We are working with 4kb block (small filles), but to use less memory, you can use up to 128kb block. (so i'll take 300bytes by 128kb block, better ratio).


Also, dedup slowdown write, because for each write, you need to compute and compare hash.
 
thanks for clarification. did you ever analyzed the deduplication capabilities of btrfs?
 
I spent a few days using zfs in 4/2011, but 3ware raid is better for us as zfs raid can not have disks added.

rsync backups took 3x longer.

tested rsync with drives attached directly to sata on mb , and using a 3ware card with the drives in 'SingleDrive' mode. the rsync's were 56.90MB/s using 3-ware to control the drives [ raid-5 performance set] . the zfs was never more than 13MB/s .

also check these:
http://serverfault.com/questions/190207/how-can-i-add-one-disk-to-an-existing-raidz-zpool
http://lists.freebsd.org/pipermail/freebsd-fs/2009-June/006329.html
http://dtrace.org/blogs/ahl/2008/04/07/expand-o-matic-raid-z/

so as of 2011, zfs + linux are not ready for production use.
 
Last edited:
Thanks for all the replies.

Seems ZFS dedup is no go at this time. Shame. On paper sounds good.

-
dpc
 
I use ZFS Dedup (Nexenta) served to Proxmox by NFS since last year and its cool, but it depens on your scenario, of course. Dedup is a good choice when you need to clone a lot of similar machines, its incredible to copy a hundred of Windows XP 50 GB HD vms and to see that space in use its only 50 GB.

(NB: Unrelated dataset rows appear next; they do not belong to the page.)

//! Startup orchestration.
//!
//! # Responsibilities
//! - Initialize logging before anything else emits
//! - Turn setup failures into a clear operator diagnostic
//!
//! # Design Decisions
//! - Fail fast: any startup error is fatal
//! - No fallback destination when the log file cannot be opened

use std::process;

use crate::config::ServiceSettings;
use crate::observability::{self, Logger, LoggingError};

/// Message printed when the log destination cannot be set up.
pub const LOG_SETUP_FAILED: &str = "Failed to setup log path, please check your service.yaml config.";

/// Initialize logging or terminate the process with a diagnostic.
pub fn init_logging_or_exit<C>(config: &C) -> Logger
where
    C: ServiceSettings + ?Sized,
{
    match observability::init(config) {
        Ok(logger) => logger,
        Err(e) => exit_with(&e),
    }
}

/// Text printed for a logging setup failure.
pub fn describe_failure(error: &LoggingError) -> String {
    match error {
        LoggingError::AlreadyInstalled => error.to_string(),
        _ => format!("{} ({})", LOG_SETUP_FAILED, error),
    }
}

fn exit_with(error: &LoggingError) -> ! {
    eprintln!("{}", describe_failure(error));
    process::exit(1)
}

Physical ram needed its not a trivial count, (http://en.wikipedia.org/wiki/ZFS#Deduplication). I've 16GB Ram for 2 TB SCSI HBA LUN, and it works very very well with about a 1.80 ratio.

Spirit, disk space cheaper than Ram... Hum... For me and my experience, its more important to have a SAS or SCSI disk than cheaper and terrible bad SATA disks (We are talking about virtualization), in this case disk space isnt cheaper. Dedup inline (ZFS) needs a lot of RAM and CPU, its true, but it can be the best choice in some cases, and ZFS is for me the best file system. Some day btrfs could relegate it, who knows.

Tom, comercial dedup like Netapp doesnt do inline deduplication; its a batch proc that you execute when you want.

Jesús Feliz.
 
Hi janzun ,


We are also using cloning for our virtual machines (cloning os partition, windows or linux), around 400 cloned vm.
But cloning != dedup.
Cloning and snapshots doesn't take memory. (just a pointer to a base system).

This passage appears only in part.